§ **Exercise**
Among the records below, find each line bearing the word "write" and copy it.

(Collected data)

▼▼▼

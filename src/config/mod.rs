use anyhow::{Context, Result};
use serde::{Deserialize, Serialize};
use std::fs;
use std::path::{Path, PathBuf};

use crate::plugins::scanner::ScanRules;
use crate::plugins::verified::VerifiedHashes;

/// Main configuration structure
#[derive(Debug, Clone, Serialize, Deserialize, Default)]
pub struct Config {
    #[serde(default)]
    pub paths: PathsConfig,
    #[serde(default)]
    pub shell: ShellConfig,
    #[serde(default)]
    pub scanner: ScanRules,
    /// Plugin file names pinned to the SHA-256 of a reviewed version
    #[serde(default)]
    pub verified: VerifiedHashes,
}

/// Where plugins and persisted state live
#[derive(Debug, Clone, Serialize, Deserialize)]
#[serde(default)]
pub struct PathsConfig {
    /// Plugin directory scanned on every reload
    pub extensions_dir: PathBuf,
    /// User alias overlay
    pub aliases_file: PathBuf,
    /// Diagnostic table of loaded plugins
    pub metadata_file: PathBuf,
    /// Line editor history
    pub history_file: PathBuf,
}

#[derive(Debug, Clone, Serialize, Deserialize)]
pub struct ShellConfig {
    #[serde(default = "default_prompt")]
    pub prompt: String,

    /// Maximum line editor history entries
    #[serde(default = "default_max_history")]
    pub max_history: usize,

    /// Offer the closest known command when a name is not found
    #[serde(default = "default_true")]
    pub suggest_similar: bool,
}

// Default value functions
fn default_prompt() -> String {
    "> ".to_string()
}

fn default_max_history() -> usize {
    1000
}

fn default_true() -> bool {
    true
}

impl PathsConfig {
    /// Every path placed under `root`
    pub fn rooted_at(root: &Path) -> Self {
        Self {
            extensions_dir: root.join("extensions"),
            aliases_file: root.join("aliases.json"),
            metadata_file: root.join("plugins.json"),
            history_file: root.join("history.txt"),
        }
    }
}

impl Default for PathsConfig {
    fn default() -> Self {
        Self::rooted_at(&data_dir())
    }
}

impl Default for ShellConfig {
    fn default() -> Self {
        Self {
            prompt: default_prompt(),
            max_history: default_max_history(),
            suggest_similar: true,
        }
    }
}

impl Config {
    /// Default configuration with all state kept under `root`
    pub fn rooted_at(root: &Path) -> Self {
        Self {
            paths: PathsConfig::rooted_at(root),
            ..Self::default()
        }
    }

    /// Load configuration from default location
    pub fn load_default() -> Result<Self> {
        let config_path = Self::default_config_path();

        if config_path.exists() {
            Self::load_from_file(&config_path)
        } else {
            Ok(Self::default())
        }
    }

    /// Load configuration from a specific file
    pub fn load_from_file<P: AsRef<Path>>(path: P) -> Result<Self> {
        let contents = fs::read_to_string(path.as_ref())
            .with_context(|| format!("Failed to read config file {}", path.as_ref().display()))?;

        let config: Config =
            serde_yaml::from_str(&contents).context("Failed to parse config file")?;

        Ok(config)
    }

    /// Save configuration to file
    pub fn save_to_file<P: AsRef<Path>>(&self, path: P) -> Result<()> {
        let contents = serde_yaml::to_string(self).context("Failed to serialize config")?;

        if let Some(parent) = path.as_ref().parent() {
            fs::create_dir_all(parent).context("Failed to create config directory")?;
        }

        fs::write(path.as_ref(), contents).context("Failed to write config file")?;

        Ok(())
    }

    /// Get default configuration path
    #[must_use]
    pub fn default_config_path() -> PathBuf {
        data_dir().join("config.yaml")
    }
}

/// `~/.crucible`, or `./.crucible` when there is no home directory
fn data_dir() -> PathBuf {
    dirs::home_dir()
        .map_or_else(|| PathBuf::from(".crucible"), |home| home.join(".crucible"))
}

▲▲▲
▼▼▼

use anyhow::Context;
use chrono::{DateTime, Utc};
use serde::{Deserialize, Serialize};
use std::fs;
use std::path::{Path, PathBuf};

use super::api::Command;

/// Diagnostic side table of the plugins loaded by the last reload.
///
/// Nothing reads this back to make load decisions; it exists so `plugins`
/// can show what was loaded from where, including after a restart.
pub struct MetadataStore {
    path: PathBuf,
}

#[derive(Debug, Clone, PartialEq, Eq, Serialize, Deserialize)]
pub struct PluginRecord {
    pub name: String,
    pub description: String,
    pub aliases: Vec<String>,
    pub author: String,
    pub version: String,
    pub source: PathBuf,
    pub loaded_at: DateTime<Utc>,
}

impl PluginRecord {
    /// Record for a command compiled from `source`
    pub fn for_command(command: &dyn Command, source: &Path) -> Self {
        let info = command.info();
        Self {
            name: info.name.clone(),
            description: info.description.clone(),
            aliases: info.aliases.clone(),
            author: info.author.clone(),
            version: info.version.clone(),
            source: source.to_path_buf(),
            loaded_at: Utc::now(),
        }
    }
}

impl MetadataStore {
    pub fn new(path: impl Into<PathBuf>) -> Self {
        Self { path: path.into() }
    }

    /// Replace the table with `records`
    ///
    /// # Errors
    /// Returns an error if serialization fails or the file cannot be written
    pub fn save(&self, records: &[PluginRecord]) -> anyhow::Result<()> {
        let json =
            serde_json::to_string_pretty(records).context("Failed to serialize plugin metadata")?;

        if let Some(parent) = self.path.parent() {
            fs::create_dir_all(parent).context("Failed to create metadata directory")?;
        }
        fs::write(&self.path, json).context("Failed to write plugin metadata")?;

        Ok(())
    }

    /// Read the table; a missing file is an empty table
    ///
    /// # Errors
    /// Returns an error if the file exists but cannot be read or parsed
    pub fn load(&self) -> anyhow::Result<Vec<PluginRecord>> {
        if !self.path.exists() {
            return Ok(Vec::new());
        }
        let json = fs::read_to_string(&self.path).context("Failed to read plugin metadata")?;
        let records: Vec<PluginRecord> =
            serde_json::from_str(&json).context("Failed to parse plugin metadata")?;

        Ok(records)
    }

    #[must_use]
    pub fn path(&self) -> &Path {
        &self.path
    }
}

▲▲▲
▼▼▼

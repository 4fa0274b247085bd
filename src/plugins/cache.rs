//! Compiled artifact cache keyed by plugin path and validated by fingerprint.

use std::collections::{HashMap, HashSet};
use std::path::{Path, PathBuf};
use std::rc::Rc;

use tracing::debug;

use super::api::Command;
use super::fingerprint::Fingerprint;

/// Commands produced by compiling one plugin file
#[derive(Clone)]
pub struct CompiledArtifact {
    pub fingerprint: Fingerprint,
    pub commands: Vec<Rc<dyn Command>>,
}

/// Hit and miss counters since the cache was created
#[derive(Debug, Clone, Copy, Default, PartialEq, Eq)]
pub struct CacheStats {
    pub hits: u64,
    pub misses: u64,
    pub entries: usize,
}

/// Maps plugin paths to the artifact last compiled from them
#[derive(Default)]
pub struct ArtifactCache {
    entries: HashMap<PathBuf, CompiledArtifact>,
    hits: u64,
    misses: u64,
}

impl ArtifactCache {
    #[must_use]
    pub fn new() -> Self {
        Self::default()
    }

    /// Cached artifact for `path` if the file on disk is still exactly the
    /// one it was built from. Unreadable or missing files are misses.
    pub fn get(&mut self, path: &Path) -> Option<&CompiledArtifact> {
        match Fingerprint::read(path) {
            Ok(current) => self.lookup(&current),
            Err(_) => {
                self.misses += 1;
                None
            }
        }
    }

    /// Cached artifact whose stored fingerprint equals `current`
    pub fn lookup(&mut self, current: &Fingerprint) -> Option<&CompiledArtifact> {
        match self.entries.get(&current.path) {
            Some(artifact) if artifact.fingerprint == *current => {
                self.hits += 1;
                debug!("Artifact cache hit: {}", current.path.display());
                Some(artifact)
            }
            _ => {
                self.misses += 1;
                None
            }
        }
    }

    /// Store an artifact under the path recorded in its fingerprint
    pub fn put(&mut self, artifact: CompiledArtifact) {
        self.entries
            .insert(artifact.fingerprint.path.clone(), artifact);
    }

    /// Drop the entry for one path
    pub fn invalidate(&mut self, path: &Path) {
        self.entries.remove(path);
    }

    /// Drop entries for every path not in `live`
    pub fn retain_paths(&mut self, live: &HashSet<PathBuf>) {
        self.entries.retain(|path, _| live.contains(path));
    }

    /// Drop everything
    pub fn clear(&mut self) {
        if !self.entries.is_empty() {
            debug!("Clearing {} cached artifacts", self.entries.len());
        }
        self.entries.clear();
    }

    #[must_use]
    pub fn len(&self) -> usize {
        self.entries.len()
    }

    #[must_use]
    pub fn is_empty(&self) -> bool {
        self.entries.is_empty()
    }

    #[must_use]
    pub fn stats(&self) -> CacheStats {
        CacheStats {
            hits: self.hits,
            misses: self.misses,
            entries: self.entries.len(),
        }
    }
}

▲▲▲

§ **Response**
        fs::write(path.as_ref(), contents).context("Failed to write config file")?;
        fs::write(&self.path, json).context("Failed to write plugin metadata")?;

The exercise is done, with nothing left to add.